• [RECORDS SUPPLIED]
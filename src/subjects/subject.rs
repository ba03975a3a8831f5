use std::{error::Error, sync::Arc};

use parking_lot::Mutex;

use crate::{
    observer::Observer,
    subscription::subscribe::{
        Subscribeable, Subscriber, Subscription, SubscriptionHandle, UnsubscribeLogic,
        Unsubscribeable,
    },
    Observable,
};

use super::{Observers, QueuedObserver, SharedSubscriber};

/// A `Subject` represents a unique variant of an `Observable` that enables
/// multicasting values to multiple `Observers`.
///
/// Unlike regular `Observables`, which are unicast (each subscribed `Observer` has
/// its independent execution of the `Observable`), `Subjects` are multicast.
/// Values are not stored: a late subscriber only sees what is emitted after it
/// registered.
///
/// If the subject terminated, new subscribers receive the terminal notification
/// immediately.
///
/// # Examples
///
///```no_run
/// use rxr_lifecycle::{subjects::Subject, subscribe::Subscriber};
/// use rxr_lifecycle::{Observer, Subscribeable};
///
/// let (mut emitter, mut receiver) = Subject::emitter_receiver();
///
/// receiver.subscribe(Subscriber::on_next(|v: i32| println!("emitted {}", v)));
///
/// emitter.next(101);
/// emitter.complete();
///```
pub struct Subject<T> {
    observers: Observers<T>,
    completed: bool,
    closed: bool,
    error: Option<Arc<dyn Error + Send + Sync>>,
}

impl<T: 'static> Subject<T> {
    /// Creates a new pair of `SubjectEmitter` for emitting values and
    /// `SubjectReceiver` for subscribing to values.
    #[must_use]
    pub fn emitter_receiver() -> (SubjectEmitter<T>, SubjectReceiver<T>) {
        let s = Arc::new(Mutex::new(Subject {
            observers: Observers::new(),
            completed: false,
            closed: false,
            error: None,
        }));

        (
            SubjectEmitter(Arc::clone(&s)),
            SubjectReceiver(Arc::clone(&s)),
        )
    }
}

/// Subscription handler for `Subject`.
///
/// `SubjectReceiver` acts as an `Observable`, allowing you to utilize its
/// `subscribe` method for receiving emissions from the `Subject`'s multicasting.
/// Its `unsubscribe` method closes the `Subject` and removes registered observers.
pub struct SubjectReceiver<T>(Arc<Mutex<Subject<T>>>);

/// Multicasting emitter for `Subject`.
pub struct SubjectEmitter<T>(Arc<Mutex<Subject<T>>>);

// Shallow clones: both only copy the pointer to the `Subject`.
impl<T> Clone for SubjectReceiver<T> {
    fn clone(&self) -> Self {
        SubjectReceiver(Arc::clone(&self.0))
    }
}

impl<T> Clone for SubjectEmitter<T> {
    fn clone(&self) -> Self {
        SubjectEmitter(Arc::clone(&self.0))
    }
}

impl<T> SubjectReceiver<T> {
    // Address of the shared subject, stable for as long as any handle lives.
    pub(crate) fn id(&self) -> usize {
        Arc::as_ptr(&self.0).cast::<()>() as usize
    }

    /// Returns the number of registered observers.
    #[must_use]
    pub fn len(&self) -> usize {
        self.0.lock().observers.len()
    }

    /// Returns `true` if no observers are registered, `false` otherwise.
    #[must_use]
    pub fn is_empty(&self) -> bool {
        self.len() == 0
    }
}

impl<T: Send + 'static> Subscribeable for SubjectReceiver<T> {
    type ObsType = T;

    fn subscribe(&mut self, mut v: Subscriber<Self::ObsType>) -> Subscription {
        let key = {
            let mut src = self.0.lock();

            // When closed Subject does not emit nor subscribes.
            if src.closed {
                return Subscription::new(UnsubscribeLogic::Nil, SubscriptionHandle::Nil);
            }
            if src.completed {
                let err = src.error.clone();
                drop(src);
                match err {
                    Some(err) => v.error(err),
                    None => v.complete(),
                }
                return Subscription::new(UnsubscribeLogic::Nil, SubscriptionHandle::Nil);
            }
            src.observers.insert(QueuedObserver::new(v))
        };

        let source_cloned = Arc::clone(&self.0);

        Subscription::new(
            UnsubscribeLogic::Logic(Box::new(move || {
                source_cloned.lock().observers.remove(key);
            })),
            SubscriptionHandle::Nil,
        )
    }
}

impl<T> Unsubscribeable for SubjectReceiver<T> {
    fn unsubscribe(self) {
        let mut r = self.0.lock();
        r.closed = true;
        r.observers.clear();
    }
}

impl<T> SubjectEmitter<T> {
    fn live_observers(&self) -> Option<Vec<SharedSubscriber<T>>> {
        let src = self.0.lock();
        if src.completed || src.closed {
            return None;
        }
        Some(src.observers.snapshot())
    }

    fn terminate(&self, error: Option<Arc<dyn Error + Send + Sync>>) -> Vec<SharedSubscriber<T>> {
        let mut src = self.0.lock();
        if src.completed || src.closed {
            return Vec::new();
        }
        src.completed = true;
        src.error = error;
        src.observers.drain()
    }
}

impl<T: Clone> Observer for SubjectEmitter<T> {
    type NextFnType = T;

    fn next(&mut self, v: Self::NextFnType) {
        if let Some(observers) = self.live_observers() {
            for o in observers {
                o.next(v.clone());
            }
        }
    }

    fn error(&mut self, e: Arc<dyn Error + Send + Sync>) {
        for o in self.terminate(Some(Arc::clone(&e))) {
            o.error(Arc::clone(&e));
        }
    }

    fn complete(&mut self) {
        for o in self.terminate(None) {
            o.complete();
        }
    }
}

impl<T: Clone + Send + 'static> From<SubjectEmitter<T>> for Subscriber<T> {
    fn from(value: SubjectEmitter<T>) -> Self {
        let mut vn = value.clone();
        let mut ve = value.clone();
        let mut vc = value;
        Subscriber::new(
            move |v| {
                vn.next(v);
            },
            move |e| ve.error(e),
            move || vc.complete(),
        )
    }
}

impl<T: Send + 'static> From<SubjectReceiver<T>> for Observable<T> {
    fn from(value: SubjectReceiver<T>) -> Self {
        Observable::new(move |subscriber| value.clone().subscribe(subscriber))
    }
}
use super::*;

use std::sync::{
    atomic::{AtomicBool, Ordering},
    Mutex as StdMutex,
};

use crate::{subjects::Subject, Unsubscribeable};

pub fn make_emit_u32_observable(end: u32, unsubscribed: Arc<AtomicBool>) -> Observable<u32> {
    Observable::new(move |mut o: Subscriber<_>| {
        for i in 0..=end {
            o.next(i);
        }
        o.complete();

        let unsubscribed = Arc::clone(&unsubscribed);
        Subscription::new(
            UnsubscribeLogic::Logic(Box::new(move || {
                unsubscribed.store(true, Ordering::SeqCst);
            })),
            SubscriptionHandle::Nil,
        )
    })
}

fn collect<T: Send + 'static>() -> (Subscriber<T>, Arc<StdMutex<Vec<T>>>, Arc<AtomicBool>) {
    let nexts = Arc::new(StdMutex::new(Vec::new()));
    let nexts_c = Arc::clone(&nexts);
    let completed = Arc::new(AtomicBool::new(false));
    let completed_c = Arc::clone(&completed);

    let mut s = Subscriber::on_next(move |v| nexts_c.lock().unwrap().push(v));
    s.on_complete(move || completed_c.store(true, Ordering::SeqCst));
    (s, nexts, completed)
}

#[test]
fn map_filter_skip_chain() {
    let (s, nexts, completed) = collect();

    make_emit_u32_observable(10, Arc::new(AtomicBool::new(false)))
        .skip(2)
        .filter(|v| v % 2 == 0)
        .map(|v| format!("#{v}"))
        .subscribe(s);

    assert_eq!(*nexts.lock().unwrap(), vec!["#2", "#4", "#6", "#8", "#10"]);
    assert!(completed.load(Ordering::SeqCst));
}

#[test]
fn take_completes_and_unsubscribes_source() {
    let unsubscribed = Arc::new(AtomicBool::new(false));
    let (s, nexts, completed) = collect();

    make_emit_u32_observable(100, Arc::clone(&unsubscribed))
        .take(3)
        .subscribe(s);

    assert_eq!(*nexts.lock().unwrap(), vec![0, 1, 2]);
    assert!(completed.load(Ordering::SeqCst));
    // The source emitted synchronously, so its subscription arrived after
    // `take` already finished and was released right away.
    assert!(unsubscribed.load(Ordering::SeqCst));
}

#[test]
fn take_zero_never_subscribes() {
    let unsubscribed = Arc::new(AtomicBool::new(false));
    let (s, nexts, completed) = collect::<u32>();

    make_emit_u32_observable(5, Arc::clone(&unsubscribed))
        .take(0)
        .subscribe(s);

    assert!(nexts.lock().unwrap().is_empty());
    assert!(completed.load(Ordering::SeqCst));
    assert!(!unsubscribed.load(Ordering::SeqCst));
}

#[test]
fn take_on_subject_removes_observer() {
    let (mut tx, rx) = Subject::emitter_receiver();
    let (s, nexts, completed) = collect();

    rx.clone().take(2).subscribe(s);
    tx.next(1);
    assert_eq!(rx.len(), 1);
    tx.next(2);
    tx.next(3);

    assert_eq!(*nexts.lock().unwrap(), vec![1, 2]);
    assert!(completed.load(Ordering::SeqCst));
    assert!(rx.is_empty());
}

#[test]
fn first_or_error_on_empty_source() {
    let (mut tx, rx) = Subject::<u32>::emitter_receiver();
    let failure = Arc::new(StdMutex::new(None));
    let failure_c = Arc::clone(&failure);

    rx.first_or_error().subscribe(SingleObserver::new(
        |_| {},
        move |e| *failure_c.lock().unwrap() = LifecycleError::from_observed(&e).cloned(),
    ));
    tx.complete();

    assert_eq!(*failure.lock().unwrap(), Some(LifecycleError::NoSuchElement));
}

#[test]
fn first_or_error_takes_first_value() {
    let (mut tx, rx) = Subject::emitter_receiver();
    let value = Arc::new(StdMutex::new(None));
    let value_c = Arc::clone(&value);

    let subscription = rx.clone().first_or_error().subscribe(SingleObserver::new(
        move |v| *value_c.lock().unwrap() = Some(v),
        |_| {},
    ));
    tx.next(7);
    tx.next(8);

    assert_eq!(*value.lock().unwrap(), Some(7));
    assert!(rx.is_empty());
    subscription.unsubscribe();
}

#[test]
fn first_element_completes_empty() {
    let (mut tx, rx) = Subject::<u32>::emitter_receiver();
    let completed = Arc::new(AtomicBool::new(false));
    let completed_c = Arc::clone(&completed);

    rx.first_element().subscribe(MaybeObserver::new(
        |_| {},
        |_| {},
        move || completed_c.store(true, Ordering::SeqCst),
    ));
    tx.complete();

    assert!(completed.load(Ordering::SeqCst));
}

#[test]
fn ignore_elements_mirrors_completion() {
    let (mut tx, rx) = Subject::emitter_receiver();
    let completed = Arc::new(AtomicBool::new(false));
    let completed_c = Arc::clone(&completed);

    rx.ignore_elements().subscribe(CompletableObserver::new(
        move || completed_c.store(true, Ordering::SeqCst),
        |_| {},
    ));
    tx.next(1);
    assert!(!completed.load(Ordering::SeqCst));
    tx.complete();

    assert!(completed.load(Ordering::SeqCst));
}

• [DIRECTIONS FOR THIS TASK] Only the lines of the data holding the string "super" are wanted; copy each of them.

• [RESPONSE AREA]
use super::{Observers, QueuedObserver, SharedSubscriber};
use super::*;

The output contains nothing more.